• [TASK OBJECTIVE]
Your answer should hold all lines of the entries that include the word "remaining".

• [MATERIAL FOR THIS EXERCISE]
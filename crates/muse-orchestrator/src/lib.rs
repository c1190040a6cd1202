#![allow(clippy::must_use_candidate, clippy::missing_errors_doc)]

//! Generation orchestration
//!
//! The [`Orchestrator`] owns the decision sequence for every generation
//! request: validate, consult the result cache, coalesce identical
//! in-flight requests, enforce rate and quota limits, walk the provider
//! fallback chain, persist history, and update cache and usage state.
//! Route handlers call [`Orchestrator::generate`] and serialize whatever
//! comes back; nothing else reaches into the components directly.

mod admin;
mod error;
mod orchestrator;
mod validate;

pub use admin::{OperationAvailability, ServiceAvailability};
pub use error::GenerateError;
pub use orchestrator::Orchestrator;
#![allow(clippy::missing_errors_doc, clippy::must_use_candidate)]

//! Per-user, per-operation-class rate limiting
//!
//! Independent of subscription tier: quota enforcement lives in
//! `muse-quota`, this crate only smooths burst traffic. Backed by
//! governor in-memory state or Redis sliding windows depending on
//! configuration.

mod error;
mod limiter;
pub mod storage;

pub use error::RateLimitError;
pub use limiter::OperationLimiter;

use muse_config::RateLimitConfig;

/// Create an operation limiter from configuration
pub fn create_limiter(config: &RateLimitConfig) -> Result<OperationLimiter, RateLimitError> {
    OperationLimiter::new(config)
}
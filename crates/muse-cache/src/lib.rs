#![allow(clippy::must_use_candidate)]

//! Content-addressed result cache for generated artifacts
//!
//! Keys are SHA-256 fingerprints of the canonicalized request (operation +
//! payload + options), so two logically identical requests from different
//! users share a hit unless the operation is configured user-scoped.
//! Entries carry their own expiry; capacity pressure evicts in LRU order.

mod fingerprint;
mod store;

pub use fingerprint::fingerprint;
pub use store::{CacheStats, CachedArtifact, ResultCache};
use serde::Deserialize;

/// Result cache configuration
#[derive(Debug, Clone, Deserialize)]
#[serde(deny_unknown_fields)]
pub struct CacheConfig {
    /// Whether result caching is enabled
    #[serde(default = "default_enabled")]
    pub enabled: bool,
    /// Maximum number of cached artifacts before eviction
    #[serde(default = "default_max_entries")]
    pub max_entries: u64,
    /// TTL applied when an operation's routing does not set one
    #[serde(default = "default_ttl_seconds")]
    pub default_ttl_seconds: u64,
}

impl Default for CacheConfig {
    fn default() -> Self {
        Self {
            enabled: default_enabled(),
            max_entries: default_max_entries(),
            default_ttl_seconds: default_ttl_seconds(),
        }
    }
}

const fn default_enabled() -> bool {
    true
}

const fn default_max_entries() -> u64 {
    10_000
}

const fn default_ttl_seconds() -> u64 {
    3600
}
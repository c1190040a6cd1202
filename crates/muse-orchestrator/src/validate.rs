//! Per-operation payload validation
//!
//! One table, consulted by the orchestrator before anything else runs.
//! Adding an operation means adding a row here, not editing scattered
//! route-level validators. All violations are collected so the caller
//! can fix their request in one round trip.

use muse_core::{GenerationRequest, Operation};
use serde_json::Value;

use crate::error::GenerateError;

/// Payload fields an operation cannot run without
const fn required_fields(operation: Operation) -> &'static [&'static str] {
    match operation {
        Operation::Bio => &["name", "genre"],
        Operation::Description => &["title", "genre"],
        Operation::Image => &["name"],
        Operation::ImageVariations
        | Operation::PromptRewrite
        | Operation::PromptAnalysis
        | Operation::PromptVariations => &["base_prompt"],
    }
}

/// Validate a request against the operation's schema
///
/// # Errors
///
/// `GenerateError::Validation` carrying every violation found
pub(crate) fn validate(request: &GenerationRequest) -> Result<(), GenerateError> {
    let mut violations = Vec::new();

    if request.user.user_id.trim().is_empty() {
        violations.push("user id must not be empty".to_owned());
    }

    for field in required_fields(request.operation) {
        match request.payload.get(*field) {
            Some(Value::String(value)) if !value.trim().is_empty() => {}
            Some(_) => violations.push(format!("field '{field}' must be a non-empty string")),
            None => violations.push(format!("missing required field '{field}'")),
        }
    }

    if request.options.variation_count == Some(0) {
        violations.push("variationCount must be at least 1".to_owned());
    }

    if violations.is_empty() {
        Ok(())
    } else {
        Err(GenerateError::Validation(violations))
    }
}
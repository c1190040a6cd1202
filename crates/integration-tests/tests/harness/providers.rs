//! Scripted provider adapters with call counting

use std::sync::Arc;
use std::sync::atomic::{AtomicU32, Ordering};
use std::time::Duration;

use async_trait::async_trait;
use muse_core::Operation;
use muse_providers::{GenerationProvider, ProviderError, ProviderRequest};
use serde_json::{Value, json};

/// Scripted adapter that returns canned output and counts invocations
pub struct MockProvider {
    name: String,
    response: Value,
    /// Fail this many invocations before succeeding (u32::MAX = always)
    fail_count: AtomicU32,
    delay: Option<Duration>,
    calls: AtomicU32,
}

impl MockProvider {
    /// Always succeeds with a default response
    pub fn ok(name: &str) -> Arc<Self> {
        Arc::new(Self::new(name, None, 0, None))
    }

    /// Always succeeds with the given output
    pub fn ok_with(name: &str, response: Value) -> Arc<Self> {
        Arc::new(Self::new(name, Some(response), 0, None))
    }

    /// Fails every invocation
    pub fn failing(name: &str) -> Arc<Self> {
        Arc::new(Self::new(name, None, u32::MAX, None))
    }

    /// Fails the first `n` invocations, then succeeds
    pub fn fail_first(name: &str, n: u32) -> Arc<Self> {
        Arc::new(Self::new(name, None, n, None))
    }

    /// Succeeds, but only after sleeping for `delay`
    pub fn slow(name: &str, delay: Duration) -> Arc<Self> {
        Arc::new(Self::new(name, None, 0, Some(delay)))
    }

    fn new(name: &str, response: Option<Value>, fail_count: u32, delay: Option<Duration>) -> Self {
        let response = response.unwrap_or_else(|| json!({ "content": format!("output from {name}") }));
        Self {
            name: name.to_owned(),
            response,
            fail_count: AtomicU32::new(fail_count),
            delay,
            calls: AtomicU32::new(0),
        }
    }

    /// Total invocations observed
    pub fn calls(&self) -> u32 {
        self.calls.load(Ordering::SeqCst)
    }
}

#[async_trait]
impl GenerationProvider for MockProvider {
    async fn invoke(&self, _request: ProviderRequest<'_>) -> Result<Value, ProviderError> {
        self.calls.fetch_add(1, Ordering::SeqCst);

        if let Some(delay) = self.delay {
            tokio::time::sleep(delay).await;
        }

        let remaining = self.fail_count.load(Ordering::SeqCst);
        if remaining > 0 {
            if remaining != u32::MAX {
                self.fail_count.store(remaining - 1, Ordering::SeqCst);
            }
            return Err(ProviderError::Unavailable("scripted failure".to_owned()));
        }

        Ok(self.response.clone())
    }

    fn name(&self) -> &str {
        &self.name
    }

    fn supports(&self, _operation: Operation) -> bool {
        true
    }
}
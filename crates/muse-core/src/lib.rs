#![allow(clippy::must_use_candidate, clippy::missing_errors_doc)]

//! Shared domain types for the muse generation core
//!
//! Feature crates (cache, quota, providers, orchestrator) depend on this
//! crate for the operation taxonomy, request/result value types, and the
//! `HttpError` seam that keeps domain errors decoupled from whatever web
//! framework the route layer uses.

mod error;
mod identity;
mod operation;
mod request;

pub use error::HttpError;
pub use identity::{Identity, SubscriptionTier};
pub use operation::{MetricType, Operation, OperationClass};
pub use request::{GenerationOptions, GenerationRequest, GenerationResult};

• [THE COMPLETED TASK]
        let remaining = self.fail_count.load(Ordering::SeqCst);
        if remaining > 0 {
            if remaining != u32::MAX {
                self.fail_count.store(remaining - 1, Ordering::SeqCst);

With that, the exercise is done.